For starters, I am one of those people who feels that details are just as important as the main story, if not more important. You see, it is wrong to just minimize the importance of some words in a sentence. It’s all very well and good for “Many things stand love write highlight noticed,” but what about “One of the that I both can’t and I at the same time is when people and they words that they think should be”? As you can see, that is the majority of the words. They must be crying for attention: “it’s a 24-to-7 ratio! Give us some attention already!”
But that’s enough of the theoretical stuff. The bottom line is, all words are important, and it’s wrong to exclude some words.
On the other hand, it’s fun to say “Hey Mom, can you guess where this is from? ‘Dieting boring food tasty? General Mills® Cheerios™ delicious calories fat dieting fun’”.
In the end, though, I want this trend to stick around. At least, for a while. (Wink!)

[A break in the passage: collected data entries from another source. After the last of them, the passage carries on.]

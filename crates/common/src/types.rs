use chrono::{DateTime, Utc};
use serde::{Deserialize, Serialize};

/// One closed OHLCV candle fetched from the exchange.
#[derive(Debug, Clone, Copy, Serialize, Deserialize)]
pub struct Candle {
    pub open_time: DateTime<Utc>,
    pub open: f64,
    pub high: f64,
    pub low: f64,
    pub close: f64,
    pub volume: f64,
}

/// Candle interval supported by the scheduler and the exchange API.
#[derive(Debug, Clone, Copy, PartialEq, Eq, Serialize, Deserialize)]
#[serde(try_from = "String", into = "String")]
pub enum CandleInterval {
    OneMinute,
    FiveMinutes,
    FifteenMinutes,
    ThirtyMinutes,
    OneHour,
    FourHours,
    OneDay,
}

impl CandleInterval {
    /// Interval label in the exchange's kline notation.
    pub fn as_str(&self) -> &'static str {
        match self {
            CandleInterval::OneMinute => "1m",
            CandleInterval::FiveMinutes => "5m",
            CandleInterval::FifteenMinutes => "15m",
            CandleInterval::ThirtyMinutes => "30m",
            CandleInterval::OneHour => "1h",
            CandleInterval::FourHours => "4h",
            CandleInterval::OneDay => "1d",
        }
    }

    pub fn duration(&self) -> std::time::Duration {
        let secs = match self {
            CandleInterval::OneMinute => 60,
            CandleInterval::FiveMinutes => 5 * 60,
            CandleInterval::FifteenMinutes => 15 * 60,
            CandleInterval::ThirtyMinutes => 30 * 60,
            CandleInterval::OneHour => 3600,
            CandleInterval::FourHours => 4 * 3600,
            CandleInterval::OneDay => 24 * 3600,
        };
        std::time::Duration::from_secs(secs)
    }
}

impl std::str::FromStr for CandleInterval {
    type Err = crate::Error;

    fn from_str(s: &str) -> Result<Self, Self::Err> {
        match s {
            "1m" => Ok(CandleInterval::OneMinute),
            "5m" => Ok(CandleInterval::FiveMinutes),
            "15m" => Ok(CandleInterval::FifteenMinutes),
            "30m" => Ok(CandleInterval::ThirtyMinutes),
            "1h" => Ok(CandleInterval::OneHour),
            "4h" => Ok(CandleInterval::FourHours),
            "1d" => Ok(CandleInterval::OneDay),
            other => Err(crate::Error::Config(format!(
                "unsupported candle interval '{other}'"
            ))),
        }
    }
}

impl TryFrom<String> for CandleInterval {
    type Error = crate::Error;

    fn try_from(s: String) -> Result<Self, Self::Error> {
        s.parse()
    }
}

impl From<CandleInterval> for String {
    fn from(i: CandleInterval) -> String {
        i.as_str().to_string()
    }
}

impl std::fmt::Display for CandleInterval {
    fn fmt(&self, f: &mut std::fmt::Formatter<'_>) -> std::fmt::Result {
        write!(f, "{}", self.as_str())
    }
}

/// Free (non-locked) balances at decision time. Owned by a single cycle,
/// never cached across cycles.
#[derive(Debug, Clone, Copy, PartialEq)]
pub struct Balances {
    /// Free amount of the quote currency (e.g. USDT).
    pub quote_free: f64,
    /// Free amount of the base currency (e.g. SOL).
    pub base_free: f64,
}

/// Side of a trade.
#[derive(Debug, Clone, Copy, PartialEq, Eq, Serialize, Deserialize)]
#[serde(rename_all = "UPPERCASE")]
pub enum OrderSide {
    Buy,
    Sell,
}

impl std::fmt::Display for OrderSide {
    fn fmt(&self, f: &mut std::fmt::Formatter<'_>) -> std::fmt::Result {
        match self {
            OrderSide::Buy => write!(f, "BUY"),
            OrderSide::Sell => write!(f, "SELL"),
        }
    }
}

/// Confirmation of a submitted market order returned by the exchange.
#[derive(Debug, Clone)]
pub struct OrderReceipt {
    pub order_id: String,
    pub symbol: String,
    pub side: OrderSide,
    pub quantity: f64,
    /// Average fill price when the exchange reports fills.
    pub fill_price: Option<f64>,
    pub timestamp: DateTime<Utc>,
}

/// Why the evaluator held instead of trading.
#[derive(Debug, Clone, Copy, PartialEq, Eq)]
pub enum HoldReason {
    /// No entry or exit predicate fired.
    NoSignal,
    /// Entry fired but the sized order fell below the minimum order amount.
    BelowMinOrder,
}

impl std::fmt::Display for HoldReason {
    fn fmt(&self, f: &mut std::fmt::Formatter<'_>) -> std::fmt::Result {
        match self {
            HoldReason::NoSignal => write!(f, "no signal"),
            HoldReason::BelowMinOrder => write!(f, "insufficient for minimum order"),
        }
    }
}

/// Outcome of one evaluation cycle.
///
/// Buy quantities are in base-currency units sized from the quote balance;
/// sell quantities are base-currency units of the free balance.
#[derive(Debug, Clone, Copy, PartialEq)]
pub enum Decision {
    Buy { quantity: f64 },
    SellFull { quantity: f64 },
    SellPartial { quantity: f64 },
    Hold { reason: HoldReason },
}

impl std::fmt::Display for Decision {
    fn fmt(&self, f: &mut std::fmt::Formatter<'_>) -> std::fmt::Result {
        match self {
            Decision::Buy { quantity } => write!(f, "BUY {quantity}"),
            Decision::SellFull { quantity } => write!(f, "SELL_FULL {quantity}"),
            Decision::SellPartial { quantity } => write!(f, "SELL_PARTIAL {quantity}"),
            Decision::Hold { reason } => write!(f, "HOLD ({reason})"),
        }
    }
}

/// Whether the bot trades against the real exchange or the testnet.
#[derive(Debug, Clone, Copy, PartialEq, Eq, Serialize, Deserialize)]
#[serde(rename_all = "lowercase")]
pub enum TradingMode {
    Live,
    Sandbox,
}

impl std::fmt::Display for TradingMode {
    fn fmt(&self, f: &mut std::fmt::Formatter<'_>) -> std::fmt::Result {
        match self {
            TradingMode::Live => write!(f, "live"),
            TradingMode::Sandbox => write!(f, "sandbox"),
        }
    }
}

#[cfg(test)]
mod tests {
    use super::*;

    #[test]
    fn interval_round_trips_through_labels() {
        for label in ["1m", "5m", "15m", "30m", "1h", "4h", "1d"] {
            let interval: CandleInterval = label.parse().unwrap();
            assert_eq!(interval.as_str(), label);
        }
    }

    #[test]
    fn unknown_interval_is_a_config_error() {
        let parsed = "7m".parse::<CandleInterval>();
        assert!(matches!(parsed, Err(crate::Error::Config(_))));
    }

    #[test]
    fn interval_durations_are_consistent() {
        let five: CandleInterval = "5m".parse().unwrap();
        assert_eq!(five.duration().as_secs(), 300);
        let hour: CandleInterval = "1h".parse().unwrap();
        assert_eq!(hour.duration().as_secs(), 3600);
    }

    #[test]
    fn hold_reason_renders_minimum_message() {
        let d = Decision::Hold {
            reason: HoldReason::BelowMinOrder,
        };
        assert_eq!(d.to_string(), "HOLD (insufficient for minimum order)");
    }
}
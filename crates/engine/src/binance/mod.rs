pub mod rest;

pub use rest::BinanceClient;
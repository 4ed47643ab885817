use thiserror::Error;

/// Error taxonomy for the trading agent.
///
/// `Connectivity`, `InsufficientData` and `Order` are caught at the cycle
/// boundary and skip the current cycle. `Config` is fatal at startup.
#[derive(Debug, Error)]
pub enum Error {
    #[error("exchange connectivity error: {0}")]
    Connectivity(String),

    #[error("insufficient market data: {0}")]
    InsufficientData(String),

    #[error("order rejected by exchange: {0}")]
    Order(String),

    #[error("configuration error: {0}")]
    Config(String),
}

impl Error {
    /// True for errors the cycle loop absorbs (skip-and-retry); false for
    /// errors that should abort startup.
    pub fn is_cycle_error(&self) -> bool {
        !matches!(self, Error::Config(_))
    }
}

pub type Result<T, E = Error> = std::result::Result<T, E>;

Post #1 from SLiM: Welcome
So, ever since our aunt and uncle started their prestigious blog, it's been nagging me: "Will you please grow up so you can write a blog already!" Now, I don't wish to reveal my age until I am rich and famous, or maybe until they begin making merchandise sporting the name of this blog. However, you probably do know that I am under 30, and that I am most likely younger than you are, but I digress. I thought a blog written by me wouldn't gain respect in the world of blogs. However, I found out that my siblings are excited by the possibility of having their own blog. They also may have been excited by the possibility of having merchandise with their names on it, I don't know. With a little more encouragement from my father, (who may be posting soon) I started my first post.
I am asking you in advance to please excuse me if I write in childish humor, childish topics, or if I have childish political views, for I am an amateur in the voyage of life.
Enjoy our blog!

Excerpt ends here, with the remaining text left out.